These dynamics come to the fore if these options are adopted in isolation. However, through careful planning, a company can reduce the risks associated with any one individual strategy and maximise the opportunities available to it by using a combination of buy, build and partner. Once companies have set their future corporate strategy and identified capability gaps, they need to think about how they will fill those gaps; deliberate choices are needed about which capabilities will be built in-house, which will be bought in and which will require partnership to obtain.
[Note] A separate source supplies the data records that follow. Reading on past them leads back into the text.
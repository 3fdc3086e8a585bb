//! # Resource Cache
//!
//! Named, reference-counted storage for one kind of resource.
//!
//! ## Lifecycle of a name
//!
//! ```text
//!              acquire                       acquire
//!   Absent ─────────────> Active(1) ──────────────────> Active(n+1)
//!     ▲   (backend fails)     │ release                      │
//!     └───────────────────────┤                              │
//!     ▲                       ▼                              │
//!     │ auto_release    ref_count == 0 ◄─────────────────────┘
//!     └───────────────────────┤
//!                             │ !auto_release
//!                             ▼
//!                        Pinned(0) ── acquire ──> Active(1), same slot
//! ```
//!
//! The first acquire of a name (while its count is zero) decides whether it
//! is auto-released. Later acquires with a different flag do not change it.
//!
//! ## Default resource
//!
//! Every cache owns a "default" resource, created together with the cache.
//! It lives outside the slot pool, is returned for the name `"default"`
//! (any case), and is ignored by every counting operation.

use kiln_core::{CacheConfig, PoolHandle, SlotPool};

use crate::backend::ResourceBackend;
use crate::error::{CacheError, CacheResult};
use crate::handle::ResourceHandle;
use crate::table::{RefEntry, RefTable};

/// Name of the reserved default resource.
pub const DEFAULT_RESOURCE_NAME: &str = "default";

/// Returns true if `name` refers to the default resource.
#[inline]
#[must_use]
pub fn is_default_name(name: &str) -> bool {
    name.eq_ignore_ascii_case(DEFAULT_RESOURCE_NAME)
}

/// What a release did.
#[derive(Clone, Copy, Debug, PartialEq, Eq)]
pub enum ReleaseOutcome {
    /// Release of the default resource; nothing changed.
    Ignored,
    /// References remain.
    Retained {
        /// References left after this release.
        ref_count: u64,
    },
    /// No references remain, resource kept because auto-release is off.
    Pinned,
    /// No references remain, resource destroyed and slot freed.
    Evicted,
}

/// Snapshot of cache occupancy.
#[derive(Clone, Copy, Debug, Default, PartialEq, Eq)]
pub struct CacheStats {
    /// Configured slot count.
    pub capacity: u32,
    /// Slots holding a resource.
    pub resident: usize,
    /// Names with at least one reference.
    pub referenced: usize,
    /// Resident names with zero references.
    pub pinned: usize,
    /// Sum of all reference counts.
    pub total_references: u64,
}

#[derive(Debug)]
struct Resident<T> {
    name: String,
    resource: T,
}

/// A fixed-capacity cache of named resources.
///
/// # Thread Safety
///
/// NOT thread-safe; every operation takes `&mut self`. Share across threads
/// with [`SharedResourceCache`](crate::SharedResourceCache).
///
/// # Example
///
/// ```rust
/// use kiln_core::CacheConfig;
/// use kiln_resources::{ReleaseOutcome, ResourceBackend, ResourceCache};
///
/// struct Names;
///
/// impl ResourceBackend for Names {
///     type Resource = String;
///     type Params = ();
///     type Error = String;
///
///     fn create(&mut self, name: &str, _: &()) -> Result<String, String> {
///         Ok(name.to_uppercase())
///     }
///     fn create_default(&mut self) -> Result<String, String> {
///         Ok("DEFAULT".into())
///     }
///     fn destroy(&mut self, _: String) {}
/// }
///
/// let mut cache = ResourceCache::new(CacheConfig::new(8), Names).unwrap();
/// let handle = cache.acquire("brick", &(), true).unwrap();
/// assert_eq!(cache.get(handle).map(String::as_str), Some("BRICK"));
/// assert_eq!(cache.release("brick").unwrap(), ReleaseOutcome::Evicted);
/// assert!(cache.get(handle).is_none());
/// ```
pub struct ResourceCache<B: ResourceBackend> {
    config: CacheConfig,
    backend: B,
    slots: SlotPool<Resident<B::Resource>>,
    table: RefTable,
    default: B::Resource,
}

impl<B: ResourceBackend> ResourceCache<B> {
    /// Creates a cache and its default resource.
    ///
    /// # Errors
    ///
    /// - [`CacheError::Configuration`] if `config.max_count` is zero
    /// - [`CacheError::Backend`] if the default resource cannot be created
    pub fn new(config: CacheConfig, mut backend: B) -> CacheResult<Self> {
        if config.max_count == 0 {
            tracing::error!("ResourceCache::new - config.max_count must be > 0.");
            return Err(CacheError::Configuration("max_count must be > 0".into()));
        }

        tracing::trace!("Creating default resource...");
        let default = backend.create_default().map_err(|e| {
            tracing::error!("Failed to create default resource: {}", e);
            CacheError::Backend {
                name: DEFAULT_RESOURCE_NAME.into(),
                reason: e.to_string(),
            }
        })?;

        let mut table = RefTable::new(config.max_count);
        table.fill(RefEntry::ABSENT);

        Ok(Self {
            config,
            backend,
            slots: SlotPool::new(config.max_count),
            table,
            default,
        })
    }

    /// Takes a reference to `name`, creating the resource if none is resident.
    ///
    /// `auto_release` only takes effect when the name has no references.
    /// Acquiring `"default"` returns [`ResourceHandle::Default`] uncounted.
    ///
    /// # Errors
    ///
    /// - [`CacheError::CapacityExhausted`] if a new resource is needed and
    ///   every slot is taken
    /// - [`CacheError::Backend`] if the backend fails; nothing is counted
    pub fn acquire(
        &mut self,
        name: &str,
        params: &B::Params,
        auto_release: bool,
    ) -> CacheResult<ResourceHandle> {
        if is_default_name(name) {
            tracing::warn!(
                "ResourceCache::acquire called for '{}'. Use default_resource() instead.",
                name
            );
            return Ok(ResourceHandle::Default);
        }

        let mut entry = self.table.get(name);
        // Only the first acquire decides auto-release.
        if entry.ref_count == 0 {
            entry.auto_release = auto_release;
        }
        entry.ref_count += 1;

        let (handle, created) = match entry.handle {
            Some(handle) => (handle, false),
            None => (self.materialize(name, params)?, true),
        };
        entry.handle = Some(handle);

        if let Err(e) = self.table.set(name, entry) {
            if created {
                self.evict(handle);
            }
            return Err(e);
        }

        if created {
            tracing::trace!(
                "Resource '{}' does not yet exist. Created, and ref_count is now {}.",
                name,
                entry.ref_count
            );
        }
        Ok(ResourceHandle::Slot(handle))
    }

    /// Takes another reference through an existing handle.
    ///
    /// # Errors
    ///
    /// Returns [`CacheError::StaleHandle`] if the handle's resource was evicted.
    pub fn acquire_handle(&mut self, handle: ResourceHandle) -> CacheResult<ResourceHandle> {
        let ResourceHandle::Slot(slot) = handle else {
            return Ok(ResourceHandle::Default);
        };
        let name = self.resident(slot)?.name.clone();

        let mut entry = self.table.get(&name);
        entry.ref_count += 1;
        self.table.set(&name, entry)?;
        Ok(handle)
    }

    /// Drops a reference to `name`.
    ///
    /// At zero references the resource is destroyed if the name is
    /// auto-released, otherwise it stays resident (pinned).
    ///
    /// # Errors
    ///
    /// Returns [`CacheError::NotFound`] if `name` holds no references.
    pub fn release(&mut self, name: &str) -> CacheResult<ReleaseOutcome> {
        if is_default_name(name) {
            return Ok(ReleaseOutcome::Ignored);
        }

        let mut entry = self.table.get(name);
        if entry.ref_count == 0 {
            tracing::warn!("Tried to release non-existent resource: '{}'", name);
            return Err(CacheError::NotFound(name.to_owned()));
        }

        entry.ref_count -= 1;
        let outcome = if entry.ref_count > 0 {
            ReleaseOutcome::Retained {
                ref_count: entry.ref_count,
            }
        } else if entry.auto_release {
            if let Some(handle) = entry.handle.take() {
                self.evict(handle);
            }
            entry.auto_release = false;
            ReleaseOutcome::Evicted
        } else {
            ReleaseOutcome::Pinned
        };

        if outcome == ReleaseOutcome::Evicted {
            tracing::trace!(
                "Released resource '{}'. Unloaded because reference count = 0 and auto_release = true.",
                name
            );
        } else {
            tracing::trace!(
                "Released resource '{}', now has a reference count of {} (auto_release={}).",
                name,
                entry.ref_count,
                entry.auto_release
            );
        }

        self.table.set(name, entry)?;
        Ok(outcome)
    }

    /// Drops a reference through a handle.
    ///
    /// # Errors
    ///
    /// - [`CacheError::StaleHandle`] if the handle's resource was evicted
    /// - [`CacheError::NotFound`] if the resource holds no references
    pub fn release_handle(&mut self, handle: ResourceHandle) -> CacheResult<ReleaseOutcome> {
        let ResourceHandle::Slot(slot) = handle else {
            return Ok(ReleaseOutcome::Ignored);
        };
        let name = self.resident(slot)?.name.clone();
        self.release(&name)
    }

    /// The resource a handle refers to, `None` if it was evicted.
    #[must_use]
    pub fn get(&self, handle: ResourceHandle) -> Option<&B::Resource> {
        match handle {
            ResourceHandle::Default => Some(&self.default),
            ResourceHandle::Slot(slot) => self.slots.get(slot).map(|r| &r.resource),
        }
    }

    /// Mutable variant of [`ResourceCache::get`].
    pub fn get_mut(&mut self, handle: ResourceHandle) -> Option<&mut B::Resource> {
        match handle {
            ResourceHandle::Default => Some(&mut self.default),
            ResourceHandle::Slot(slot) => self.slots.get_mut(slot).map(|r| &mut r.resource),
        }
    }

    /// The default resource.
    #[inline]
    #[must_use]
    pub const fn default_resource(&self) -> &B::Resource {
        &self.default
    }

    /// Returns true if the handle still resolves.
    #[must_use]
    pub fn is_valid(&self, handle: ResourceHandle) -> bool {
        self.get(handle).is_some()
    }

    /// Name a handle was acquired under, `None` if it was evicted.
    #[must_use]
    pub fn name_of(&self, handle: ResourceHandle) -> Option<&str> {
        match handle {
            ResourceHandle::Default => Some(DEFAULT_RESOURCE_NAME),
            ResourceHandle::Slot(slot) => self.slots.get(slot).map(|r| r.name.as_str()),
        }
    }

    /// Handle of the resident resource for `name`, without taking a reference.
    #[must_use]
    pub fn handle_of(&self, name: &str) -> Option<ResourceHandle> {
        if is_default_name(name) {
            return Some(ResourceHandle::Default);
        }
        self.table.get(name).handle.map(ResourceHandle::Slot)
    }

    /// Reference entry for `name`. The default resource reads as absent.
    #[must_use]
    pub fn entry(&self, name: &str) -> RefEntry {
        if is_default_name(name) {
            return RefEntry::ABSENT;
        }
        self.table.get(name)
    }

    /// Outstanding references to `name`.
    #[must_use]
    pub fn ref_count(&self, name: &str) -> u64 {
        self.entry(name).ref_count
    }

    /// Number of resident resources, the default excluded.
    #[inline]
    #[must_use]
    pub const fn len(&self) -> usize {
        self.slots.len()
    }

    /// Returns true if no resource besides the default is resident.
    #[inline]
    #[must_use]
    pub const fn is_empty(&self) -> bool {
        self.slots.is_empty()
    }

    /// Occupancy snapshot. Walks every entry.
    #[must_use]
    pub fn stats(&self) -> CacheStats {
        let mut stats = CacheStats {
            capacity: self.config.max_count,
            resident: self.slots.len(),
            ..CacheStats::default()
        };
        for (_, entry) in self.table.iter() {
            if entry.ref_count > 0 {
                stats.referenced += 1;
            }
            if entry.is_pinned() {
                stats.pinned += 1;
            }
            stats.total_references += entry.ref_count;
        }
        stats
    }

    /// The configuration this cache was created with.
    #[inline]
    #[must_use]
    pub const fn config(&self) -> CacheConfig {
        self.config
    }

    /// The backend.
    #[inline]
    #[must_use]
    pub const fn backend(&self) -> &B {
        &self.backend
    }

    /// Mutable access to the backend.
    #[inline]
    pub fn backend_mut(&mut self) -> &mut B {
        &mut self.backend
    }

    /// Destroys every resident resource and the default, then hands the
    /// backend back.
    pub fn shutdown(self) -> B {
        let Self {
            mut backend,
            mut slots,
            default,
            ..
        } = self;

        let resident = slots.drain();
        tracing::trace!("Shutting down resource cache, destroying {} resources.", resident.len());
        for entry in resident {
            backend.destroy(entry.resource);
        }
        backend.destroy(default);
        backend
    }

    fn materialize(&mut self, name: &str, params: &B::Params) -> CacheResult<PoolHandle> {
        if self.slots.is_full() {
            return Err(self.capacity_exhausted(name));
        }

        let resource = self.backend.create(name, params).map_err(|e| {
            tracing::error!("Failed to create resource '{}': {}", name, e);
            CacheError::Backend {
                name: name.to_owned(),
                reason: e.to_string(),
            }
        })?;

        match self.slots.insert(Resident {
            name: name.to_owned(),
            resource,
        }) {
            Ok(handle) => Ok(handle),
            Err(rejected) => {
                self.backend.destroy(rejected.resource);
                Err(self.capacity_exhausted(name))
            }
        }
    }

    fn evict(&mut self, handle: PoolHandle) {
        if let Some(resident) = self.slots.remove(handle.index()) {
            self.backend.destroy(resident.resource);
        }
    }

    fn resident(&self, slot: PoolHandle) -> CacheResult<&Resident<B::Resource>> {
        self.slots.get(slot).ok_or(CacheError::StaleHandle {
            index: slot.index(),
            generation: slot.generation(),
        })
    }

    fn capacity_exhausted(&self, name: &str) -> CacheError {
        tracing::error!(
            "Resource cache cannot hold any more resources ('{}' rejected). Adjust configuration to allow more.",
            name
        );
        CacheError::CapacityExhausted {
            name: name.to_owned(),
            max_count: self.config.max_count,
        }
    }
}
It is important to recognise that in this instance, the ‘how’ is as important as the ‘what’ when determining strategy.
 

Non-core carve-outs and disposals: de-risk and release capital

Bold decisions need to be made around where a company will focus (and how it will succeed) in the future automotive market, but equally bold decisions need to be taken around where a company will no longer operate.

To raise capital for investment in buying, building or partnering around technology, incumbent players are increasingly making decisions about carve outs and disposals. Automotive companies that cannot manage the capital demands of multiple existing operations as well as investment in innovation are likely to retrench and sell off existing assets in an effort to consolidate their business, focus on fewer areas and generate revenue that can be reinvested.

M&A activity is not just a solution for long-term planning about the future of the automotive industry. For many incumbent players, the pressures of a changing industry combined with rising costs, falling demand in the short term, political uncertainty and challenging social and macroeconomic factors are already threatening their ability to run a profitable business. Those companies that do not adapt quickly face a number of challenges. For example, some businesses will need to consider closing or selling off non-core parts of their business, potentially with a ‘dowry’ to limit the drain on the business. These companies need to take early and decisive action, as without it they risk being viewed by the market as a distressed seller which will harm the value of their assets. Meanwhile for other companies, balance sheet and cash restraints will limit their ability to make investment decisions, meaning they are unable to position themselves for success in an industry in flux.
 

Maximising the M&A opportunity

As the automotive industry evolves, all companies need to create a clearly defined strategy for the role they want to play in the automotive market of the future, and how they plan to succeed in that role. The disruption caused by CASE and the potential risks and rewards associated with the changing focus of the industry mean that maintaining the status quo is not an option. The industry is changing fundamentally and every company in the market will have to adapt – some more than others.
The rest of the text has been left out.